=== Section Start ===

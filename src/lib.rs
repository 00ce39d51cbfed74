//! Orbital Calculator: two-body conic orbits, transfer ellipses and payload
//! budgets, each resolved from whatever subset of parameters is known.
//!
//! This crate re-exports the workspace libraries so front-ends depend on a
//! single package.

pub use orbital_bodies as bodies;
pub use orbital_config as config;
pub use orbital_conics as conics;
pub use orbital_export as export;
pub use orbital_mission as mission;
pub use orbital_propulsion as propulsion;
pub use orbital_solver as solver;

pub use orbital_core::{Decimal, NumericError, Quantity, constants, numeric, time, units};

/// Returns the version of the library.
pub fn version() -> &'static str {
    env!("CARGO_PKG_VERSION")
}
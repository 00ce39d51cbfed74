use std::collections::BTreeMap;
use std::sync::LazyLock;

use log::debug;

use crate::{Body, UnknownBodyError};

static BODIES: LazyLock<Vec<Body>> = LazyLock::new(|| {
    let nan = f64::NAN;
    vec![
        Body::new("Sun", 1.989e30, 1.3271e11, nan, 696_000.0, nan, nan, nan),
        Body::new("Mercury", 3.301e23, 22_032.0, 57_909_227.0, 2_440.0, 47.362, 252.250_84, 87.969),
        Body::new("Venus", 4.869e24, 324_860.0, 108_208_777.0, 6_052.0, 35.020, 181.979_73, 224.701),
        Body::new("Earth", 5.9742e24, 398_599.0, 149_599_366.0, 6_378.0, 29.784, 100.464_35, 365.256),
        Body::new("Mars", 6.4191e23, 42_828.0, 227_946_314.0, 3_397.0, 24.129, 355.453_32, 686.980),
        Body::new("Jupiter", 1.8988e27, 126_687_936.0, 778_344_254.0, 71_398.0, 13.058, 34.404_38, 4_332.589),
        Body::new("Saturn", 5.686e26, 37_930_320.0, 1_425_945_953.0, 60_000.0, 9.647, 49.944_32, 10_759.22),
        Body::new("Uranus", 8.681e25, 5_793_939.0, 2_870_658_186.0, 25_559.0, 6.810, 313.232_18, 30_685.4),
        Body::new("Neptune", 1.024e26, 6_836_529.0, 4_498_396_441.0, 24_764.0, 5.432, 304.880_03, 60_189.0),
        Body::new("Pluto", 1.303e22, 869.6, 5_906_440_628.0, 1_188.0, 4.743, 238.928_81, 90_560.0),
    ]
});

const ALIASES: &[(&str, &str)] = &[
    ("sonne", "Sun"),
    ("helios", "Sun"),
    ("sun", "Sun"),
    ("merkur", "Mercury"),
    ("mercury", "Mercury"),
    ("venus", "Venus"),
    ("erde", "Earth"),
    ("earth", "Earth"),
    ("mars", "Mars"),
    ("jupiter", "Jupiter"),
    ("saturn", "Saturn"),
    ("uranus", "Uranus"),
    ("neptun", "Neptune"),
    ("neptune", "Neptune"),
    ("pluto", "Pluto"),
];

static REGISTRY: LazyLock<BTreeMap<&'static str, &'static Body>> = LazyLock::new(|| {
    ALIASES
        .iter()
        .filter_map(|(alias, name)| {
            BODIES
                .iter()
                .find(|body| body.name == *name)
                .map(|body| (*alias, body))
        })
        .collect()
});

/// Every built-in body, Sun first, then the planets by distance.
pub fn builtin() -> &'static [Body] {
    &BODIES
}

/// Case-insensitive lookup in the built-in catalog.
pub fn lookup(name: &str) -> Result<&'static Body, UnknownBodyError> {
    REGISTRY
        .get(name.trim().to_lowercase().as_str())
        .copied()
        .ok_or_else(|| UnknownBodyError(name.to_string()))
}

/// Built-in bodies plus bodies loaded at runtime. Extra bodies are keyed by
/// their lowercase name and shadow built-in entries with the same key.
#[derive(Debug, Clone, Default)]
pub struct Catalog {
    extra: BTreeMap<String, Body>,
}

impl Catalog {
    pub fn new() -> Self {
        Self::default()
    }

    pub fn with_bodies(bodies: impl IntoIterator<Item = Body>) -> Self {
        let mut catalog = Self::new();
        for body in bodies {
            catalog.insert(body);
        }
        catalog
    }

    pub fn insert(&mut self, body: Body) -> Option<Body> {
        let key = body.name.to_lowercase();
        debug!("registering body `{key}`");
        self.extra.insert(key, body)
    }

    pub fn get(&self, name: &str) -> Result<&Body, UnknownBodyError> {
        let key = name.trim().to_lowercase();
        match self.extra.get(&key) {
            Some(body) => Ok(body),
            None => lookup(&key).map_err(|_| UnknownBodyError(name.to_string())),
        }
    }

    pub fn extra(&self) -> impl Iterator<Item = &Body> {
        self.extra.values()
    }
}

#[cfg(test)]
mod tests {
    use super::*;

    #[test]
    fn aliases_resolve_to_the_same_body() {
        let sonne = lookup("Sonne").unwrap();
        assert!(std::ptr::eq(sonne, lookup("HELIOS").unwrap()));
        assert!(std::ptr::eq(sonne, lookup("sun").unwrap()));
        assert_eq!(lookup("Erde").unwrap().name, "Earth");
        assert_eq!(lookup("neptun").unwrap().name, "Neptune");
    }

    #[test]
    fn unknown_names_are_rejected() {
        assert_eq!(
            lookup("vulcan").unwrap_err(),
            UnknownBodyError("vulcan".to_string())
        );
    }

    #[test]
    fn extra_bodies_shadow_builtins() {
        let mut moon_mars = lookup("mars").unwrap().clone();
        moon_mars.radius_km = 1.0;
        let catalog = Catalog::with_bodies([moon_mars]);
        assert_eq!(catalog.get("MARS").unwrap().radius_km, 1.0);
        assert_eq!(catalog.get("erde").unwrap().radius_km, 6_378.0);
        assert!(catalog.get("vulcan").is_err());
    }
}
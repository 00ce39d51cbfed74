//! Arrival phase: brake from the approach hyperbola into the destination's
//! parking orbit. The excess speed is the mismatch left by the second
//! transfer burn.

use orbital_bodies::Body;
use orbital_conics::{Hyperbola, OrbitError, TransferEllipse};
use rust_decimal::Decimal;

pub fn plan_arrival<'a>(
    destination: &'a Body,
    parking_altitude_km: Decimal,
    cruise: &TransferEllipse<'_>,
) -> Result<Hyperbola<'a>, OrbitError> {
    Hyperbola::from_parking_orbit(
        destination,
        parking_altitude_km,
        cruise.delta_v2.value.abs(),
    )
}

=== Section End ===

● What is needed: Check each line above for the word "Saturn" and copy the ones that have it.

● Task result:
        Body::new("Saturn", 5.686e26, 37_930_320.0, 1_425_945_953.0, 60_000.0, 9.647, 49.944_32, 10_759.22),
    ("saturn", "Saturn"),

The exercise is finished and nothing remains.